= Lucius Valerius Catullus Messalinus =

1st century Roman senator and consul

Lucius Valerius Catullus Messalinus was a Roman senator during the Flavian dynasty, and is best known as the most hated and ruthless delator or informer of his age. He was feared all the more due to his blindness.

Bartolomeo Borghesi supposed Messalinus was the son of Statilia Messalina, third wife of Nero, but by a previous marriage. However, as Ronald Syme pointed out, that "would make her older than Otho (who was born in 32), and bring her close in age to Valeria Messalina." So in his stemma of the descendants of Marcus Valerius Messalla Corvinus, Syme makes Statilia and Catullus Messalinus sister and brother. However, Rutledge identifies the parents of Messalinus as Valerius Catullus and Statilia Messalina. It is unclear how he is related to the suffect consul of AD 31, Sextus Tedius Valerius Catullus, the only other consular Valerius Catullus.

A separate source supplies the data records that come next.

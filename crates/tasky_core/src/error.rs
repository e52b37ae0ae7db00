use std::fmt;

#[derive(Debug, Clone, PartialEq, Eq)]
pub enum AppError {
    EmptyDescription,
    InvalidIndex(usize),
    InvalidPriority(String),
    AlreadyCompleted(usize),
    InvalidInput(String),
    InvalidData(String),
    Serialization(String),
    Io(String),
}

impl AppError {
    pub fn invalid_input<M: Into<String>>(message: M) -> Self {
        Self::InvalidInput(message.into())
    }

    pub fn invalid_data<M: Into<String>>(message: M) -> Self {
        Self::InvalidData(message.into())
    }

    pub fn serialization<M: Into<String>>(message: M) -> Self {
        Self::Serialization(message.into())
    }

    pub fn io<M: Into<String>>(message: M) -> Self {
        Self::Io(message.into())
    }

    pub fn code(&self) -> &'static str {
        match self {
            Self::EmptyDescription => "empty_description",
            Self::InvalidIndex(_) => "invalid_index",
            Self::InvalidPriority(_) => "invalid_priority",
            Self::AlreadyCompleted(_) => "already_completed",
            Self::InvalidInput(_) => "invalid_input",
            Self::InvalidData(_) => "invalid_data",
            Self::Serialization(_) => "serialization_error",
            Self::Io(_) => "io_error",
        }
    }

    pub fn message(&self) -> String {
        match self {
            Self::EmptyDescription => "task description cannot be empty".to_string(),
            Self::InvalidIndex(index) => format!("invalid index {index}"),
            Self::InvalidPriority(value) => {
                format!("invalid priority '{value}'. Use Low, Medium, or High")
            }
            Self::AlreadyCompleted(index) => format!("task {index} is already completed"),
            Self::InvalidInput(message) => message.clone(),
            Self::InvalidData(message) => message.clone(),
            Self::Serialization(message) => message.clone(),
            Self::Io(message) => message.clone(),
        }
    }
}

impl fmt::Display for AppError {
    fn fmt(&self, f: &mut fmt::Formatter<'_>) -> fmt::Result {
        write!(f, "{} - {}", self.code(), self.message())
    }
}

impl std::error::Error for AppError {}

Messalinus was twice consul. The first time was as consul ordinarius in AD 73, when he was the colleague of the emperor Domitian; Steven Rutledge observes this was "an exceptional honor, since of the twenty-four ordinary consulships held between 70 and 81, all but six were held by Vespasian and his sons." The second time was as consul suffectus with Quintus Julius Cordinus Gaius Rutilius Gallicus for the nundinium of March to April 85. That Messalinus held the consulate twice despite his blindness is a unique achievement: Richard Talbert notes that blindness would disqualify a man from membership in the Senate, let alone deprive him of seeking further office. Talbert cites the jurist Ulpian's opinion on this, as well as Dio Cassius' statement that in 13 BC Augustus would not consider anyone who was disabled for the Senate. Messalinus must have proven his worth to Domitian for the emperor to make these exceptions.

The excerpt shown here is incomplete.